Tag Archives: Nate Blakeslee

Six Degrees of Separation: From Wolfe Island to Riverine

It’s my second month participating in Kate’s Six Degrees of Separation meme (see her introductory post). This time the challenge starts with Wolfe Island by Lucy Treloar. Alas, as far as I can tell this hasn’t yet been published outside of Australia. Which is such a shame, because I absolutely adored…

#1 Salt Creek, Treloar’s debut novel. I read it in 2018 and deemed it “one of the very best works of historical fiction I’ve read.” A widowed teacher settled in England looks back on the eight ill-fated years her family spent at an outpost in South Australia in the 1850s–60s.
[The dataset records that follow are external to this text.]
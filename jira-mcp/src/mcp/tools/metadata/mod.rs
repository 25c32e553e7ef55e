//! Static metadata and taxonomy tools
//!
//! These enumerate remote vocabularies (fields, issue types, priorities,
//! statuses, resolutions) and the caller's saved filters. All read-only.

pub mod favorite_filters;
pub mod fields;
pub mod issue_types;
pub mod priorities;
pub mod resolutions;
pub mod statuses;

use crate::error::Result;
use crate::mcp::tool_registry::ToolRegistry;

/// Register all metadata tools with the registry
pub fn register_metadata_tools(registry: &mut ToolRegistry) -> Result<()> {
    registry.register(favorite_filters::GetFavoriteFiltersTool::new())?;
    registry.register(fields::GetFieldsTool::new())?;
    registry.register(issue_types::GetIssueTypesTool::new())?;
    registry.register(priorities::GetPrioritiesTool::new())?;
    registry.register(statuses::GetStatusesTool::new())?;
    registry.register(resolutions::GetResolutionsTool::new())?;
    Ok(())
}
//! Issue creation tool for MCP operations
//!
//! Accepts an open field map so callers can set any field the remote
//! schema knows, including custom fields. Only the locally required keys
//! are validated; the rest passes through opaquely.

use crate::mcp::responses::json_response;
use crate::mcp::shared_utils::McpErrorHandler;
use crate::mcp::tool_registry::{BaseToolImpl, McpTool, ToolContext};
use crate::mcp::types::CreateIssueRequest;
use async_trait::async_trait;
use rmcp::model::CallToolResult;
use rmcp::Error as McpError;

/// Tool for creating issues from an arbitrary field map
#[derive(Default)]
pub struct CreateIssueTool;

impl CreateIssueTool {
    /// Creates a new instance of the CreateIssueTool
    pub fn new() -> Self {
        Self
    }
}

#[async_trait]
impl McpTool for CreateIssueTool {
    fn name(&self) -> &'static str {
        "create_issue"
    }

    fn title(&self) -> &'static str {
        "Create Issue"
    }

    fn description(&self) -> &'static str {
        "Create an issue from a field map. The map is passed through to the remote \
         schema; at minimum it must contain project, summary, and issuetype."
    }

    fn read_only(&self) -> bool {
        false
    }

    fn schema(&self) -> serde_json::Value {
        serde_json::json!({
            "type": "object",
            "properties": {
                "fields": {
                    "type": "object",
                    "description": "Issue fields keyed by remote field name, \
                        e.g. {\"project\": {\"key\": \"PROJ\"}, \"summary\": \"...\", \
                        \"issuetype\": {\"name\": \"Task\"}}"
                }
            },
            "required": ["fields"]
        })
    }

    async fn execute(
        &self,
        arguments: serde_json::Map<String, serde_json::Value>,
        context: &ToolContext,
    ) -> std::result::Result<CallToolResult, McpError> {
        let request: CreateIssueRequest = BaseToolImpl::parse_arguments(arguments)?;

        for required in ["project", "summary", "issuetype"] {
            if !request.fields.contains_key(required) {
                return Err(McpError::invalid_params(
                    format!("Missing required issue field: {required}"),
                    None,
                ));
            }
        }

        match context.client.create_issue(request.fields).await {
            Ok(created) => {
                tracing::info!("Created issue");
                Ok(json_response(&created))
            }
            Err(e) => Err(McpErrorHandler::handle_error(e, "create_issue")),
        }
    }
}

#[cfg(test)]
mod tests {
    use super::*;
    use crate::test_utils::RecordingJira;
    use serde_json::json;
    use std::sync::Arc;

    #[tokio::test]
    async fn test_create_requires_minimum_fields_before_any_remote_call() {
        let fake = Arc::new(RecordingJira::new());
        let context = ToolContext::new(fake.clone());

        let mut args = serde_json::Map::new();
        args.insert("fields".to_string(), json!({ "summary": "s" }));

        let err = CreateIssueTool::new().execute(args, &context).await.unwrap_err();
        assert!(err.to_string().contains("project"));
        assert!(fake.calls().is_empty());
    }

    #[tokio::test]
    async fn test_create_passes_unknown_fields_through() {
        let fake = Arc::new(RecordingJira::new());
        fake.respond_with("create_issue", json!({ "key": "X-3" }));
        let context = ToolContext::new(fake.clone());

        let mut args = serde_json::Map::new();
        args.insert(
            "fields".to_string(),
            json!({
                "project": { "key": "X" },
                "summary": "s",
                "issuetype": { "name": "Task" },
                "customfield_10010": "opaque"
            }),
        );

        CreateIssueTool::new().execute(args, &context).await.unwrap();

        let sent = fake.call_args("create_issue").unwrap();
        assert_eq!(sent["customfield_10010"], json!("opaque"));
    }
}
It’s a piercing story of the clash of cultures and the secret prejudices that underpin our beliefs.

#2 I recently saw someone on Twitter remarking on the apparent trend for book titles to have the word “Salt” in them. Of the few examples he mentioned, I’ve read and enjoyed Salt Slow by Julia Armfield, which was on the Young Writer of the Year Award shortlist last year. The book’s nine short stories are steeped in myth and magic, but often have a realistic shell.

#3 One story in Salt Slow, “Formerly Feral,” is about a teenager who has a wolf for a stepsister. So, to get back to the literal wording of our starting point (a homonym, anyway; I didn’t know whether to take this in the Salt direction or the Wolf direction; now I’ve done both!), another work of fiction I read that incorporated wolves was The Wolf Border by Sarah Hall, a fantastic novel to which Scottish independence and rewilding form a backdrop.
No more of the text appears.